The webinar was part of a year-long series of events organized by The Ten Years On Project: Mass Protests and Uprisings in the Arab World to understand the last decade of political upheaval historically. The series is organized by the Middle East and Islamic Studies Program at George Mason University, the Arab Barometer at Princeton University, and the Arab Studies Institute.
In his presentation, Kraidy reflected on his experience teaching students how to analyze the unfolding events of the Arab Spring while also understanding other forms of activism in similar uprisings throughout the world. “Academic work about the Arab uprisings have proven to be relevant far beyond the Arab world,” Kraidy said, noting the importance of “deprovincializing the literature by creating a dialogue between studies focused in one area and parallel events occurring in other areas.”
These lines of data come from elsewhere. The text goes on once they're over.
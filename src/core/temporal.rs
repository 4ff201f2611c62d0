//! Delayed and periodic timers running outside the VPU phases.
//!
//! The [`TemporalScheduler`] validates requests, assigns timer ids and wraps each callback in a
//! [`TaskEntry`] whose cancel action stops the backend timer. Two interchangeable backends track
//! time on dedicated threads:
//!
//! - [`ThreadPoolTimers`]: one background thread with a deadline heap; callbacks run on that
//!   thread, serialized by a lock.
//! - [`IsolatedWorkerTimers`]: timer bookkeeping lives on a worker thread that shares no state
//!   with the scheduling side and talks to it only through the JSON messages in [`protocol`].

pub mod protocol;
mod thread_pool;
mod worker;

use std::fmt;
use std::panic::{catch_unwind, AssertUnwindSafe};
use std::sync::atomic::{AtomicU64, Ordering};
use std::sync::{Arc, Weak};
use std::time::Instant;

use serde::{Deserialize, Serialize};

use crate::config::SchedulerConfig;
use crate::core::error::{SchedulerError, UncaughtError};
use crate::core::task::{Cancelable, Task, TaskEntry, TaskState};
use crate::core::uncaught::UncaughtErrorRegistry;

pub use thread_pool::ThreadPoolTimers;
pub use worker::IsolatedWorkerTimers;

/// Callback invoked by a backend each time a timer fires.
pub type TimerCallback = Arc<dyn Fn() -> Result<(), UncaughtError> + Send + Sync + 'static>;

/// One-shot or repeating timer. Serialized as the protocol's `type` field.
#[derive(Debug, Clone, Copy, PartialEq, Eq, Hash, Serialize, Deserialize)]
pub enum TimerKind {
    /// Fires once after its delay.
    #[serde(rename = "dt")]
    Delayed,
    /// Fires every period until cancelled.
    #[serde(rename = "pt")]
    Periodic,
}

/// A timer registration as seen by a backend.
#[derive(Debug, Clone, PartialEq, Eq)]
pub struct TimerSpec {
    /// Monotonically assigned id, starting at 1.
    pub id: u64,
    /// Diagnostic name of the task.
    pub name: Option<String>,
    /// Delayed or periodic.
    pub kind: TimerKind,
    /// Delay or period in milliseconds.
    pub interval_ms: u64,
}

/// Capability provided by each timer backend.
pub trait TimerBackend: Send + Sync {
    /// Start tracking `timer`, invoking `callback` when it fires.
    ///
    /// # Errors
    ///
    /// `Backend` if the timer thread has stopped.
    fn schedule(&self, timer: TimerSpec, callback: TimerCallback) -> Result<(), SchedulerError>;

    /// Stop a timer. Unknown or already fired timers are ignored.
    fn cancel(&self, timer: &TimerSpec);

    /// Signal the backend threads to stop and drop every pending timer. Never blocks, so it is
    /// safe to call from a timer callback or while an activation is running.
    fn shutdown(&self);

    /// Wait for the backend threads signalled by [`TimerBackend::shutdown`] to exit.
    ///
    /// Blocks until any callback in flight returns. Callers holding a lock a callback may need
    /// must not join.
    fn join(&self) {}
}

/// Run a timer callback on a backend thread, forwarding failures to the error registry.
pub(crate) fn fire(errors: &UncaughtErrorRegistry, id: u64, callback: &TimerCallback) {
    let outcome = catch_unwind(AssertUnwindSafe(|| callback()))
        .unwrap_or_else(|payload| Err(UncaughtError::from_panic(payload.as_ref())));
    if let Err(error) = outcome {
        tracing::debug!(timer_id = id, error = %error, "timer callback failed");
        errors.report(&error);
    }
}

/// Schedules delayed and periodic tasks on the configured backend.
pub struct TemporalScheduler {
    started: Instant,
    next_id: AtomicU64,
    check_invariants: bool,
    backend: Arc<dyn TimerBackend>,
}

impl TemporalScheduler {
    /// Start the backend selected by `use_isolated_worker_for_timers`.
    ///
    /// # Errors
    ///
    /// `Backend` if a timer thread cannot be spawned.
    pub fn new(
        config: &SchedulerConfig,
        errors: Arc<UncaughtErrorRegistry>,
    ) -> Result<Self, SchedulerError> {
        let backend: Arc<dyn TimerBackend> = if config.use_isolated_worker_for_timers {
            Arc::new(IsolatedWorkerTimers::start(errors, config.log_timer_protocol)?)
        } else {
            Arc::new(ThreadPoolTimers::start(errors)?)
        };
        Ok(Self::with_backend(backend, config.check_invariants))
    }

    /// Use an already running backend.
    #[must_use]
    pub fn with_backend(backend: Arc<dyn TimerBackend>, check_invariants: bool) -> Self {
        Self {
            started: Instant::now(),
            next_id: AtomicU64::new(1),
            check_invariants,
            backend,
        }
    }

    /// Milliseconds elapsed since the scheduler started.
    #[must_use]
    pub fn now(&self) -> u64 {
        u64::try_from(self.started.elapsed().as_millis()).unwrap_or(u64::MAX)
    }

    /// Run `task` once after `delay` milliseconds.
    ///
    /// # Errors
    ///
    /// `NegativeDelay` when invariant checking is on, `Backend` if the timer thread stopped.
    pub fn delayed_task(
        &self,
        name: Option<&str>,
        task: Task,
        delay: i64,
    ) -> Result<Cancelable, SchedulerError> {
        self.check_delay(name, delay)?;
        let interval_ms = u64::try_from(delay).unwrap_or(0);
        let (spec, entry) = self.register(name, TimerKind::Delayed, interval_ms, task);
        let fired = Arc::clone(&entry);
        self.backend
            .schedule(spec, Arc::new(move || fired.execute()))?;
        Ok(Cancelable::new(&entry))
    }

    /// Run `task` every `period` milliseconds until cancelled.
    ///
    /// # Errors
    ///
    /// `NonPositivePeriod` when invariant checking is on, `Backend` if the timer thread stopped.
    pub fn periodic_task(
        &self,
        name: Option<&str>,
        task: Task,
        period: i64,
    ) -> Result<Cancelable, SchedulerError> {
        self.check_period(name, period)?;
        let interval_ms = u64::try_from(period).unwrap_or(0).max(1);
        let (spec, entry) = self.register(name, TimerKind::Periodic, interval_ms, task.clone());
        let fired = Arc::clone(&entry);
        self.backend.schedule(
            spec,
            Arc::new(move || {
                if fired.state() == TaskState::Pending {
                    task.invoke()
                } else {
                    Ok(())
                }
            }),
        )?;
        Ok(Cancelable::new(&entry))
    }

    /// Reject a negative delay when invariant checking is on.
    pub(crate) fn check_delay(&self, name: Option<&str>, delay: i64) -> Result<(), SchedulerError> {
        if self.check_invariants && delay < 0 {
            return Err(SchedulerError::NegativeDelay {
                task: display_name(name),
                delay,
            });
        }
        Ok(())
    }

    /// Reject a non-positive period when invariant checking is on.
    pub(crate) fn check_period(&self, name: Option<&str>, period: i64) -> Result<(), SchedulerError> {
        if self.check_invariants && period <= 0 {
            return Err(SchedulerError::NonPositivePeriod {
                task: display_name(name),
                period,
            });
        }
        Ok(())
    }

    fn register(
        &self,
        name: Option<&str>,
        kind: TimerKind,
        interval_ms: u64,
        task: Task,
    ) -> (TimerSpec, Arc<TaskEntry>) {
        let spec = TimerSpec {
            id: self.next_id.fetch_add(1, Ordering::Relaxed),
            name: name.map(ToString::to_string),
            kind,
            interval_ms,
        };
        let backend: Weak<dyn TimerBackend> = Arc::downgrade(&self.backend);
        let cancelled = spec.clone();
        let entry = Arc::new(TaskEntry::with_cancel_action(
            spec.name.clone(),
            task,
            Some(Box::new(move || {
                if let Some(backend) = backend.upgrade() {
                    backend.cancel(&cancelled);
                }
            })),
        ));
        tracing::debug!(timer_id = spec.id, kind = ?kind, interval_ms, "timer registered");
        (spec, entry)
    }

    /// Signal the backend threads to stop. Pending timers never fire.
    pub fn shutdown(&self) {
        self.backend.shutdown();
    }

    /// Wait for the backend threads to exit after [`TemporalScheduler::shutdown`].
    pub fn join(&self) {
        self.backend.join();
    }
}

fn display_name(name: Option<&str>) -> String {
    name.unwrap_or("<anonymous>").to_string()
}

impl fmt::Debug for TemporalScheduler {
    fn fmt(&self, f: &mut fmt::Formatter<'_>) -> fmt::Result {
        f.debug_struct("TemporalScheduler")
            .field("now", &self.now())
            .field("next_id", &self.next_id.load(Ordering::Relaxed))
            .finish_non_exhaustive()
    }
}

#[cfg(test)]
mod tests {
    use super::*;
    use parking_lot::Mutex;

    #[derive(Default)]
    struct RecordingBackend {
        scheduled: Mutex<Vec<(TimerSpec, TimerCallback)>>,
        cancelled: Mutex<Vec<u64>>,
    }

    impl TimerBackend for RecordingBackend {
        fn schedule(&self, timer: TimerSpec, callback: TimerCallback) -> Result<(), SchedulerError> {
            self.scheduled.lock().push((timer, callback));
            Ok(())
        }

        fn cancel(&self, timer: &TimerSpec) {
            self.cancelled.lock().push(timer.id);
        }

        fn shutdown(&self) {}
    }

    fn scheduler(check_invariants: bool) -> (TemporalScheduler, Arc<RecordingBackend>) {
        let backend = Arc::new(RecordingBackend::default());
        (
            TemporalScheduler::with_backend(backend.clone(), check_invariants),
            backend,
        )
    }

    fn counter() -> (Task, Arc<AtomicU64>) {
        let runs = Arc::new(AtomicU64::new(0));
        let inner = Arc::clone(&runs);
        (
            Task::new(move || {
                inner.fetch_add(1, Ordering::SeqCst);
            }),
            runs,
        )
    }

    #[test]
    fn test_ids_start_at_one_and_increase() {
        let (scheduler, backend) = scheduler(true);
        scheduler.delayed_task(Some("a"), counter().0, 10).unwrap();
        scheduler.periodic_task(Some("b"), counter().0, 5).unwrap();
        let scheduled = backend.scheduled.lock();
        assert_eq!(scheduled[0].0.id, 1);
        assert_eq!(scheduled[0].0.kind, TimerKind::Delayed);
        assert_eq!(scheduled[0].0.interval_ms, 10);
        assert_eq!(scheduled[1].0.id, 2);
        assert_eq!(scheduled[1].0.kind, TimerKind::Periodic);
        assert_eq!(scheduled[1].0.name.as_deref(), Some("b"));
    }

    #[test]
    fn test_argument_validation() {
        let (scheduler, backend) = scheduler(true);
        let err = scheduler.delayed_task(Some("late"), counter().0, -1).unwrap_err();
        assert_eq!(err.code(), "negative-delay");
        assert!(err.to_string().contains("'late'"));
        let err = scheduler.periodic_task(None, counter().0, 0).unwrap_err();
        assert_eq!(err.code(), "non-positive-period");
        assert!(backend.scheduled.lock().is_empty());
    }

    #[test]
    fn test_arguments_clamped_without_invariant_checks() {
        let (scheduler, backend) = scheduler(false);
        scheduler.delayed_task(None, counter().0, -5).unwrap();
        scheduler.periodic_task(None, counter().0, -5).unwrap();
        let scheduled = backend.scheduled.lock();
        assert_eq!(scheduled[0].0.interval_ms, 0);
        assert_eq!(scheduled[1].0.interval_ms, 1);
    }

    #[test]
    fn test_delayed_fire_then_cancel_is_noop() {
        let (scheduler, backend) = scheduler(true);
        let (task, runs) = counter();
        let handle = scheduler.delayed_task(None, task, 0).unwrap();
        let callback = Arc::clone(&backend.scheduled.lock()[0].1);

        callback().unwrap();
        callback().unwrap();
        handle.cancel();

        assert_eq!(runs.load(Ordering::SeqCst), 1);
        assert!(backend.cancelled.lock().is_empty());
        assert_eq!(handle.state(), Some(TaskState::Executed));
    }

    #[test]
    fn test_cancel_wins_over_late_fire() {
        let (scheduler, backend) = scheduler(true);
        let (task, runs) = counter();
        let handle = scheduler.periodic_task(Some("tick"), task, 1).unwrap();
        let callback = Arc::clone(&backend.scheduled.lock()[0].1);

        callback().unwrap();
        callback().unwrap();
        handle.cancel();
        handle.cancel();
        callback().unwrap();

        assert_eq!(runs.load(Ordering::SeqCst), 2);
        assert_eq!(*backend.cancelled.lock(), vec![1]);
    }

    #[test]
    fn test_fire_reports_failures() {
        let errors = UncaughtErrorRegistry::new(true, true);
        let seen = Arc::new(Mutex::new(Vec::new()));
        let sink = Arc::clone(&seen);
        errors
            .add(Arc::new(move |error: &UncaughtError| sink.lock().push(error.to_string())))
            .unwrap();

        let failing: TimerCallback =
            Arc::new(|| -> Result<(), UncaughtError> { Err(UncaughtError::Panicked("boom".into())) });
        fire(&errors, 1, &failing);
        let panicking: TimerCallback = Arc::new(|| -> Result<(), UncaughtError> { panic!("kaboom") });
        fire(&errors, 2, &panicking);

        assert_eq!(
            *seen.lock(),
            vec!["task panicked: boom".to_string(), "task panicked: kaboom".to_string()]
        );
    }
}
//! Scheduler configuration: feature switches, presets and loading.

use std::str::FromStr;

use serde::{Deserialize, Serialize};

/// Prefix of every environment variable read by [`SchedulerConfig::from_env`].
pub const ENV_PREFIX: &str = "PROMETHEUS_VPU_";

/// Default round budget of round-based executors.
pub const DEFAULT_MAX_ROUNDS: u32 = 100;

/// Default budget, in milliseconds, the idle trigger grants each activation.
pub const DEFAULT_IDLE_BUDGET: u64 = 50;

/// Preset selection.
#[derive(Debug, Clone, Copy, PartialEq, Eq, Serialize, Deserialize)]
#[serde(rename_all = "snake_case")]
pub enum Environment {
    /// Diagnostics off.
    Production,
    /// Names, error handlers and invariant checks on.
    Development,
}

impl FromStr for Environment {
    type Err = String;

    fn from_str(value: &str) -> Result<Self, Self::Err> {
        match value.trim().to_ascii_lowercase().as_str() {
            "production" => Ok(Self::Production),
            "development" => Ok(Self::Development),
            other => Err(format!("unknown environment `{other}`")),
        }
    }
}

/// Root scheduler configuration.
#[derive(Debug, Clone, PartialEq, Eq, Serialize, Deserialize)]
#[serde(default)]
pub struct SchedulerConfig {
    /// Keep diagnostic names for VPUs and tasks.
    pub enable_names: bool,
    /// Deliver uncaught task errors to registered handlers.
    pub enable_uncaught_error_handlers: bool,
    /// Detect caller bugs and return invariant errors.
    pub check_invariants: bool,
    /// Empty the queue when runaway tasks are detected.
    pub purge_tasks_on_runaway: bool,
    /// Consecutive rounds a round-based executor runs before declaring runaway tasks.
    pub max_rounds: u32,
    /// Run timers on the isolated worker backend instead of the thread-pool backend.
    pub use_isolated_worker_for_timers: bool,
    /// Log every timer protocol message. Worker backend only.
    pub log_timer_protocol: bool,
    /// Milliseconds of budget the idle trigger grants each activation.
    pub idle_budget: u64,
}

impl SchedulerConfig {
    /// Diagnostics off: no names, no error handlers, no invariant checks.
    #[must_use]
    pub const fn production() -> Self {
        Self {
            enable_names: false,
            enable_uncaught_error_handlers: false,
            check_invariants: false,
            purge_tasks_on_runaway: true,
            max_rounds: DEFAULT_MAX_ROUNDS,
            use_isolated_worker_for_timers: false,
            log_timer_protocol: false,
            idle_budget: DEFAULT_IDLE_BUDGET,
        }
    }

    /// Diagnostics on: names, error handlers and invariant checks.
    #[must_use]
    pub const fn development() -> Self {
        Self {
            enable_names: true,
            enable_uncaught_error_handlers: true,
            check_invariants: true,
            ..Self::production()
        }
    }

    /// The preset for `environment`.
    #[must_use]
    pub const fn for_environment(environment: Environment) -> Self {
        match environment {
            Environment::Production => Self::production(),
            Environment::Development => Self::development(),
        }
    }

    /// Validate configuration values and combinations.
    pub fn validate(&self) -> Result<(), String> {
        if self.max_rounds == 0 {
            return Err("max_rounds must be greater than 0".into());
        }
        if self.idle_budget == 0 {
            return Err("idle_budget must be greater than 0".into());
        }
        if self.log_timer_protocol && !self.use_isolated_worker_for_timers {
            return Err(
                "log_timer_protocol requires use_isolated_worker_for_timers".into(),
            );
        }
        Ok(())
    }

    /// Parse configuration from a JSON string and validate. Missing fields take their
    /// [`Default`] values.
    pub fn from_json_str(input: &str) -> Result<Self, String> {
        let cfg: Self = serde_json::from_str(input).map_err(|e| format!("parse error: {e}"))?;
        cfg.validate()?;
        Ok(cfg)
    }

    /// Load from the process environment, reading a `.env` file first when one exists.
    ///
    /// `PROMETHEUS_VPU_ENVIRONMENT` selects the preset; per-field variables such as
    /// `PROMETHEUS_VPU_MAX_ROUNDS` override it.
    pub fn from_env() -> Result<Self, String> {
        let _ = dotenvy::dotenv();
        Self::from_lookup(|key| std::env::var(key).ok())
    }

    /// Build from an arbitrary variable source; `lookup` receives full variable names.
    pub fn from_lookup<F>(lookup: F) -> Result<Self, String>
    where
        F: Fn(&str) -> Option<String>,
    {
        let var = |field: &str| lookup(&format!("{ENV_PREFIX}{field}"));
        let mut cfg = match var("ENVIRONMENT") {
            Some(value) => Self::for_environment(value.parse()?),
            None => Self::default(),
        };
        override_with(&var, "ENABLE_NAMES", &mut cfg.enable_names)?;
        override_with(
            &var,
            "ENABLE_UNCAUGHT_ERROR_HANDLERS",
            &mut cfg.enable_uncaught_error_handlers,
        )?;
        override_with(&var, "CHECK_INVARIANTS", &mut cfg.check_invariants)?;
        override_with(&var, "PURGE_TASKS_ON_RUNAWAY", &mut cfg.purge_tasks_on_runaway)?;
        override_with(&var, "MAX_ROUNDS", &mut cfg.max_rounds)?;
        override_with(
            &var,
            "USE_ISOLATED_WORKER_FOR_TIMERS",
            &mut cfg.use_isolated_worker_for_timers,
        )?;
        override_with(&var, "LOG_TIMER_PROTOCOL", &mut cfg.log_timer_protocol)?;
        override_with(&var, "IDLE_BUDGET", &mut cfg.idle_budget)?;
        cfg.validate()?;
        Ok(cfg)
    }
}

fn override_with<T>(
    var: &impl Fn(&str) -> Option<String>,
    field: &str,
    target: &mut T,
) -> Result<(), String>
where
    T: FromStr,
    T::Err: std::fmt::Display,
{
    if let Some(value) = var(field) {
        *target = value
            .trim()
            .parse()
            .map_err(|e| format!("{ENV_PREFIX}{field}: invalid value `{value}`: {e}"))?;
    }
    Ok(())
}

impl Default for SchedulerConfig {
    fn default() -> Self {
        if cfg!(debug_assertions) {
            Self::development()
        } else {
            Self::production()
        }
    }
}

#[cfg(test)]
mod tests {
    use super::*;
    use std::collections::HashMap;

    fn lookup(vars: &[(&str, &str)]) -> impl Fn(&str) -> Option<String> {
        let vars: HashMap<String, String> = vars
            .iter()
            .map(|(k, v)| ((*k).to_string(), (*v).to_string()))
            .collect();
        move |key| vars.get(key).cloned()
    }

    #[test]
    fn test_presets() {
        let production = SchedulerConfig::production();
        assert!(!production.enable_names);
        assert!(!production.check_invariants);
        assert!(production.purge_tasks_on_runaway);
        assert_eq!(production.max_rounds, 100);

        let development = SchedulerConfig::development();
        assert!(development.enable_names);
        assert!(development.enable_uncaught_error_handlers);
        assert!(development.check_invariants);
        assert!(development.validate().is_ok());
    }

    #[test]
    fn test_validate_rejects_bad_values() {
        let cfg = SchedulerConfig {
            max_rounds: 0,
            ..SchedulerConfig::development()
        };
        assert!(cfg.validate().unwrap_err().contains("max_rounds"));

        let cfg = SchedulerConfig {
            log_timer_protocol: true,
            ..SchedulerConfig::development()
        };
        assert!(cfg.validate().unwrap_err().contains("log_timer_protocol"));
    }

    #[test]
    fn test_env_preset_and_overrides() {
        let cfg = SchedulerConfig::from_lookup(lookup(&[
            ("PROMETHEUS_VPU_ENVIRONMENT", "production"),
            ("PROMETHEUS_VPU_CHECK_INVARIANTS", "true"),
            ("PROMETHEUS_VPU_MAX_ROUNDS", " 7 "),
        ]))
        .unwrap();
        assert!(!cfg.enable_names);
        assert!(cfg.check_invariants);
        assert_eq!(cfg.max_rounds, 7);
    }

    #[test]
    fn test_env_rejects_garbage() {
        let err = SchedulerConfig::from_lookup(lookup(&[("PROMETHEUS_VPU_MAX_ROUNDS", "many")]))
            .unwrap_err();
        assert!(err.contains("PROMETHEUS_VPU_MAX_ROUNDS"));
        let err = SchedulerConfig::from_lookup(lookup(&[("PROMETHEUS_VPU_ENVIRONMENT", "staging")]))
            .unwrap_err();
        assert!(err.contains("staging"));
    }
}
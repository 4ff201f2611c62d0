//! The scheduler facade, its phases and the built-in activation triggers.

pub mod phase;
pub mod scheduler;
pub mod triggers;

pub use phase::Phase;
pub use scheduler::Scheduler;
pub use triggers::{IdleTrigger, ManualTrigger, TimerTrigger};
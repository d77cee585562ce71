use indicatif::{ProgressBar, ProgressStyle};
use std::path::Path;
use std::time::Duration;

fn running_style() -> ProgressStyle {
    ProgressStyle::with_template("\x1b[33m{spinner}\x1b[0m {wide_msg}")
        .unwrap()
        .tick_strings(&["⣾", "⣽", "⣻", "⢿", "⡿", "⣟", "⣯", "⣷"])
}

fn passed_style() -> ProgressStyle {
    ProgressStyle::with_template("\x1b[32m✔\x1b[0m {wide_msg}").unwrap()
}

fn failed_style() -> ProgressStyle {
    ProgressStyle::with_template("\x1b[31m✘\x1b[0m {wide_msg}").unwrap()
}

/// Spinner on stderr shown while `repo_dir` is being inspected.
pub fn inspection_spinner(repo_dir: &Path) -> ProgressBar {
    let pb = ProgressBar::new_spinner();
    pb.set_style(running_style());
    pb.enable_steady_tick(Duration::from_millis(80));
    pb.set_message(format!("inspecting {}", repo_dir.display()));
    pb
}

/// Replace the spinner with a ✔ or ✘ line summarizing the inspection.
pub fn finish_inspection(pb: &ProgressBar, repo_dir: &Path, problems: usize) {
    if problems == 0 {
        pb.set_style(passed_style());
        pb.finish_with_message(format!("inspected {} (all checks passed)", repo_dir.display()));
    } else {
        pb.set_style(failed_style());
        pb.finish_with_message(format!(
            "inspected {} ({} problem(s))",
            repo_dir.display(),
            problems
        ));
    }
}
/// Inspect the working copy behind `repo`.
///
/// Never fails: problems end up in [`RepoStatus::errors`] (or `warnings`
/// for optional branches). Calling it twice on an unchanged repository
/// gives equal results.
pub fn inspect(repo: &Repository, exp: &Expectations) -> RepoStatus {
    let mut f = Findings::default();
    let mut status = RepoStatus::default();

    let anchor = check_anchor(repo, exp, &mut f);

    status.current_branch = f.record(Check::CurrentBranch, git::head_branch(repo));
    debug!(current_branch = ?status.current_branch);

    status.changes = PendingChanges {
        modified: f
            .record(Check::ModifiedFiles, git::modified_paths(repo))
            .unwrap_or_default(),
        untracked: f
            .record(Check::UntrackedFiles, git::untracked_paths(repo))
            .unwrap_or_default(),
        staged: f
            .record(Check::StagedFiles, git::staged_paths(repo))
            .unwrap_or_default(),
    };
    debug!(
        modified = ?status.changes.modified,
        untracked = ?status.changes.untracked,
        staged = ?status.changes.staged,
        total = status.changes.total(),
        "pending changes"
    );

    let head = f.record(Check::HeadCommit, git::head_commit(repo)).flatten();
    status.head_commit_id = head.map(|o| o.to_string());
    debug!(head_commit_id = ?status.head_commit_id);

    status.local = walk_branch(repo, "HEAD", head, exp, Check::LocalHistory, &mut f);

    let listed = f.record(Check::Remotes, git::remote_names(repo));
    let remotes_known = listed.is_some();
    status.remote_names = listed.unwrap_or_default().into_iter().collect();
    debug!(remote_names = ?status.remote_names);

    for remote in [ORIGIN, UPSTREAM] {
        if !status.remote_names.contains(remote) {
            if remotes_known {
                let msg = if remote == ORIGIN {
                    remotes::missing_origin(exp)
                } else {
                    remotes::missing_upstream(exp)
                };
                f.error(DiagnosticKind::Configuration, Check::Remotes, msg);
            }
            continue;
        }

        let url = f
            .record(Check::RemoteUrl, git::remote_url(repo, remote))
            .flatten();
        debug!(remote, url = ?url);
        if remote == ORIGIN {
            status.origin_url = url;
        } else {
            status.upstream_url = url;
        }

        let branches = f
            .record(Check::RemoteBranch, git::remote_branches(repo, remote))
            .unwrap_or_default();
        debug!(remote, branches = ?branches);
        status.branches_by_remote.insert(remote.to_string(), branches);
    }

    check_remote_urls(&status, exp, &mut f);

    for remote in [ORIGIN, UPSTREAM] {
        if !status.branches_by_remote.contains_key(remote) {
            continue;
        }

        let main = exp.main_branch.as_str();
        if status.has_remote_branch(remote, main) {
            let hist = walk_remote(repo, remote, main, exp, &mut f);
            if let (Some(anchor), Some(tip)) = (anchor, hist.tip.as_deref()) {
                check_anchor_reachable(repo, anchor, tip, remote, main, &mut f);
            }
            status
                .remote_histories
                .insert(hist.reference.clone(), hist);
        } else {
            let msg = if remote == ORIGIN {
                remotes::missing_origin_branch(exp)
            } else {
                remotes::missing_upstream_branch(exp)
            };
            f.error(DiagnosticKind::Configuration, Check::RemoteBranch, msg);
        }

        for extra in &exp.extra_branches {
            if status.has_remote_branch(remote, extra) {
                let hist = walk_remote(repo, remote, extra, exp, &mut f);
                status
                    .remote_histories
                    .insert(hist.reference.clone(), hist);
            } else {
                f.warn(remotes::missing_extra_branch(remote, extra));
            }
        }
    }

    status.errors = f.errors;
    status.warnings = f.warnings;
    status
}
According to Kraidy, central to teaching the events of the Arab uprisings is the examination of the meanings of the slogans and “fraught monikers” that make up the language of mass protests. He pointed out that the power of terminology is evident when examining why some slogans end up dominating over others and end up shaping the narrative in different public discourses.
He also highlighted the importance of tracing the historical roots of the 2011 uprisings and dispelling the understanding that the Arab Uprisings started a decade ago. Instead, he said, students need to examine past revolutions, such as the French and Iranian revolutions, to better understand the role of gender, body politics, and revolutionary action in the contemporary Arab world context.
“Unfortunately, students’ understandings of the origins of the Arab uprisings have been falsely shaped by grandiose claims suggesting that the Arab Spring is unprecedented; however, when deploying intellectual theories about body politic and biopolitics from Medieval Europe to contemporary Middle East-focused analysis, we then understand that the roots of the Arab Uprisings go far before 2011,” he said.
The Arab Uprisings Project is a year-long series of events that reflect on the outcomes of the historic mass protests and provide a platform for educators, researchers, students, and journalists to collaboratively interrogate the multiple questions the Arab uprisings continue to pose. Other speakers who presented at this panel were Professor Nadya Sbaiti of the American University of Beirut, MENA politics researcher Thomas Serres, and Rabab El-Mahdi, a political science professor at American University in Cairo.
An authority on Arab media, culture, and politics, Kraidy has published three books and authored 130 essays and chapters on the Middle East’s geopolitics and media culture. In his award-winning book, ‘The Naked Blogger of Cairo: Creative Insurgency in the Arab World,’ he examined how protestors used their bodies to express rebellion and power during the Arab uprisings.